Dataset records START
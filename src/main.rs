//! terrain-gen: generate a marching-cubes terrain grid and optionally
//! render a snapshot of it
//!
//! Usage: `terrain-gen [config.toml]`

use anyhow::{Context, Result};

use marching_terrain::render::{capture_snapshot, save_snapshot};
use marching_terrain::{open_device, ChunkGrid, FrameContext, TerrainConfig, TerrainRenderer};

fn main() -> Result<()> {
    env_logger::Builder::from_env(env_logger::Env::default().default_filter_or("info")).init();

    let config = match std::env::args().nth(1) {
        Some(path) => TerrainConfig::load(&path)
            .with_context(|| format!("failed to load configuration from {}", path))?,
        None => {
            log::info!("No configuration given, using defaults");
            TerrainConfig::default()
        }
    };

    let opened = open_device(config.device.backend).context("failed to open compute device")?;
    log::info!("Using {:?} backend", opened.backend());

    let mut grid = ChunkGrid::new(
        opened.compute(),
        config.chunks.point_count,
        config.chunks.chunks_per_axis,
        config.chunks.capacity,
        config.transfer,
    )?;

    let summary = grid
        .update_all(&config.generation)
        .context("terrain generation failed")?;

    for chunk in grid.chunks() {
        log::info!(
            "Chunk at {:?}: {} triangles ({} slots)",
            chunk.origin(),
            chunk.triangle_count(),
            chunk.triangle_capacity()
        );
    }
    log::info!(
        "Generated {} chunks, {} triangles, {} pipeline dispatches",
        summary.regenerated,
        summary.triangles,
        grid.pipeline().lock().dispatch_count()
    );

    if let Some(path) = config.render.snapshot_path() {
        match opened.wgpu() {
            Some(device) => {
                let renderer =
                    TerrainRenderer::new(device.clone(), wgpu::TextureFormat::Rgba8UnormSrgb);
                let (min, max) = grid.bounds();
                let frame = FrameContext::framing(
                    min,
                    max,
                    config.render.aspect(),
                    config.generation,
                    config.render.draw_points,
                );
                let image = capture_snapshot(
                    &renderer,
                    &grid,
                    &frame,
                    config.render.width,
                    config.render.height,
                )?;
                save_snapshot(&image, &path)?;
                log::info!("Snapshot written to {}", path.display());
            }
            None => log::warn!("Snapshots need the GPU backend, skipping {}", path.display()),
        }
    }

    Ok(())
}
Dataset records END
> _Your goal_
The whole block of entries above should be repeated exactly.

> _Written solution_
filename src/main.rs
//! terrain-gen: generate a marching-cubes terrain grid and optionally
//! render a snapshot of it
//!
//! Usage: `terrain-gen [config.toml]`

use anyhow::{Context, Result};

use marching_terrain::render::{capture_snapshot, save_snapshot};
use marching_terrain::{open_device, ChunkGrid, FrameContext, TerrainConfig, TerrainRenderer};

fn main() -> Result<()> {
    env_logger::Builder::from_env(env_logger::Env::default().default_filter_or("info")).init();

    let config = match std::env::args().nth(1) {
        Some(path) => TerrainConfig::load(&path)
            .with_context(|| format!("failed to load configuration from {}", path))?,
        None => {
            log::info!("No configuration given, using defaults");
            TerrainConfig::default()
        }
    };

    let opened = open_device(config.device.backend).context("failed to open compute device")?;
    log::info!("Using {:?} backend", opened.backend());

    let mut grid = ChunkGrid::new(
        opened.compute(),
        config.chunks.point_count,
        config.chunks.chunks_per_axis,
        config.chunks.capacity,
        config.transfer,
    )?;

    let summary = grid
        .update_all(&config.generation)
        .context("terrain generation failed")?;

    for chunk in grid.chunks() {
        log::info!(
            "Chunk at {:?}: {} triangles ({} slots)",
            chunk.origin(),
            chunk.triangle_count(),
            chunk.triangle_capacity()
        );
    }
    log::info!(
        "Generated {} chunks, {} triangles, {} pipeline dispatches",
        summary.regenerated,
        summary.triangles,
        grid.pipeline().lock().dispatch_count()
    );

    if let Some(path) = config.render.snapshot_path() {
        match opened.wgpu() {
            Some(device) => {
                let renderer =
                    TerrainRenderer::new(device.clone(), wgpu::TextureFormat::Rgba8UnormSrgb);
                let (min, max) = grid.bounds();
                let frame = FrameContext::framing(
                    min,
                    max,
                    config.render.aspect(),
                    config.generation,
                    config.render.draw_points,
                );
                let image = capture_snapshot(
                    &renderer,
                    &grid,
                    &frame,
                    config.render.width,
                    config.render.height,
                )?;
                save_snapshot(&image, &path)?;
                log::info!("Snapshot written to {}", path.display());
            }
            None => log::warn!("Snapshots need the GPU backend, skipping {}", path.display()),
        }
    }

    Ok(())
}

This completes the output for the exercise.